SIR in Bihar: Nail in the Coffin, or Tip of the Iceberg?
by Pakhi Dhokariya
6 min read • September 26, 2025

Human memory is fleeting. In trying to recall one account, we often forget another. Amidst this forgetting, debates around the Special Intensive Revision (SIR) of electoral rolls in Bihar have managed to enter mainstream political discourse. As citizens grapple with the peculiarities of SIR, the critical question emerges: is this simply a reappraisal of rolls to make the electoral process more credible, efficient, and updated, or does it reveal deeper structural concerns that merit scrutiny?
What exactly is SIR?
The Special Intensive Review (SIR) refers to the revision of electoral rolls undertaken by the Election Commission of India (ECI) to curb ghost entries and rectify voter miscalculations, as Bihar gears up for assembly elections later this year. The revision process began on 25 June 2025 and is scheduled to conclude on 30 September 2025, with the publication of final rolls soon after. The last SIR in Bihar was conducted in 2003.
Its constitutional grounding lies in Articles 324 and 326 of the Indian Constitution. Article 324 vests the "superintendence, direction and control" of elections in the ECI, while Article 326 establishes adult suffrage as the basis for elections. Supplementing these, Section 15 of the Representation of the People Act, 1950 mandates the preparation of electoral rolls under the ECI’s authority.
To verify entries, the ECI has listed 11 acceptable documents, including a birth certificate, passport, matriculation certificate, and permanent residence proof issued by a state authority. Following a recent Supreme Court ruling, Aadhaar has also been included as a valid document.
The Debate Over SIR
The SIR process in Bihar has sparked fierce arguments from multiple directions. Critically, the controversy unfolds across three layers:
1. Timing and Political Strategy:
Opposition parties argue that conducting SIR just before assembly elections is an attempt to give the ruling NDA a political edge by subtly influencing voter rolls and potentially stifling unfavourable votes. Citing previous instances like Maharashtra, critics allege that ‘vote chori’ or ‘vote theft’ could be facilitated through this exercise. They contend that the timing itself feels strategic, particularly with only a few months left before Bihar votes and millions of names at stake. In response, the Election Commission maintains that procedural safeguards have been put in place: all citizens and political parties have a month-long window to submit claims and objections prior to final publication of the rolls. A two-stage appeal process exists, first with the district magistrate, then with the Chief Electoral Officer. The EC insists the revision is proceeding smoothly and on schedule while the Supreme Court of India assures that any confirmed illegality could result in the process being scrapped.
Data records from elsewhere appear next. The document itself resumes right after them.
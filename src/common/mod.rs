//! Common utilities shared across the harness

pub mod config;
pub mod error;
pub mod logging;

pub use config::Config;
pub use error::{Error, Result};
2. Rights, Safeguards, and Process:
Proponents of SIR argue that the exercise helps address inclusion errors by detecting illegal migrants, removing deceased voters, and correcting inaccuracies that have been amplified by rapid migration and urbanisation. Critics, however, warn that the process risks large-scale disenfranchisement. With projections suggesting that more than 65 lakh entries could be deleted, the effort to eliminate ghost voters may come at the cost of widespread exclusion. More significantly, the burden of proof shifts from the state or the objector to the citizen, placing a disproportionate strain on the poor, vulnerable and resource-constrained. This crucially departs from earlier understanding of the state’s role when the responsibility of proof was primarily held by the state or the objector.
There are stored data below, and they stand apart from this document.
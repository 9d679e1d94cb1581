//! Server-side fault sink
//!
//! The server-under-test runs in its own threads and may hit uncaught
//! failures while a client script executes. Those failures must fail the
//! case even when the client exits cleanly. The sink is an explicitly
//! injected channel pair: the server holds cloneable writer handles, the
//! harness holds the sole drainer.

use std::fmt;
use std::sync::mpsc::{channel, Receiver, Sender};

/// A failure observed inside the server-under-test
#[derive(Debug, Clone)]
pub struct ServerFault {
    summary: String,
    thread: Option<String>,
    backtrace: Option<String>,
}

impl ServerFault {
    pub fn new(summary: impl Into<String>) -> Self {
        Self {
            summary: summary.into(),
            thread: None,
            backtrace: None,
        }
    }

    /// Name of the server thread the fault was raised on
    pub fn in_thread(mut self, name: impl Into<String>) -> Self {
        self.thread = Some(name.into());
        self
    }

    /// Captured backtrace text
    pub fn with_backtrace(mut self, backtrace: impl Into<String>) -> Self {
        self.backtrace = Some(backtrace.into());
        self
    }

    pub fn summary(&self) -> &str {
        &self.summary
    }

    /// Render the fault the way a stack trace prints: summary line,
    /// origin thread, then the backtrace frames
    pub fn render(&self) -> String {
        let mut out = self.summary.clone();
        if let Some(thread) = &self.thread {
            out.push_str(&format!("\n  in server thread '{thread}'"));
        }
        if let Some(backtrace) = &self.backtrace {
            out.push('\n');
            out.push_str(backtrace);
        }
        out
    }
}

impl fmt::Display for ServerFault {
    fn fmt(&self, f: &mut fmt::Formatter<'_>) -> fmt::Result {
        f.write_str(&self.render())
    }
}

/// Writer handle held by the server-under-test
///
/// Cloneable so every server thread can record faults concurrently.
#[derive(Clone)]
pub struct FaultWriter {
    tx: Sender<ServerFault>,
}

impl FaultWriter {
    /// Append a fault to the sink
    ///
    /// If the harness side is already gone the run is over and the fault
    /// has nowhere to go; it is logged and dropped.
    pub fn record(&self, fault: ServerFault) {
        if self.tx.send(fault).is_err() {
            tracing::debug!("fault sink closed; fault dropped");
        }
    }
}

/// Drainer handle held by the harness
///
/// Not cloneable: exactly one reader exists per run.
pub struct FaultDrain {
    rx: Receiver<ServerFault>,
}

impl FaultDrain {
    /// Take every fault accumulated since the previous drain
    ///
    /// Non-blocking; preserves per-writer append order and never drops or
    /// duplicates entries.
    pub fn drain(&self) -> Vec<ServerFault> {
        self.rx.try_iter().collect()
    }
}

/// Create a connected writer/drainer pair for one harness run
pub fn fault_channel() -> (FaultWriter, FaultDrain) {
    let (tx, rx) = channel();
    (FaultWriter { tx }, FaultDrain { rx })
}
3. Trust in Institutions and Methodology:
Underlying the immediate disputes is a deeper ‘crisis of trust’ in the Election Commission as an independent institution. Critics point to an accelerated timeline, logistical gaps and reports that Block Level Officers were not sufficiently trained or did not visit many villages. Many argue the methodology risks excluding the most vulnerable, especially marginalised communities and women. The implementation has triggered protests and legal challenges, with the Supreme Court now actively examining whether the revision is arbitrary, opaque, and unconstitutional.
Citizenship and Universal Franchise
These concerns extend beyond technicalities and speak to the foundations of citizenship itself, especially the idea of universal adult franchise. Any failure to submit the requisite documents risks deletion from rolls, creating a paradigm in which exclusion is procedurally normalised.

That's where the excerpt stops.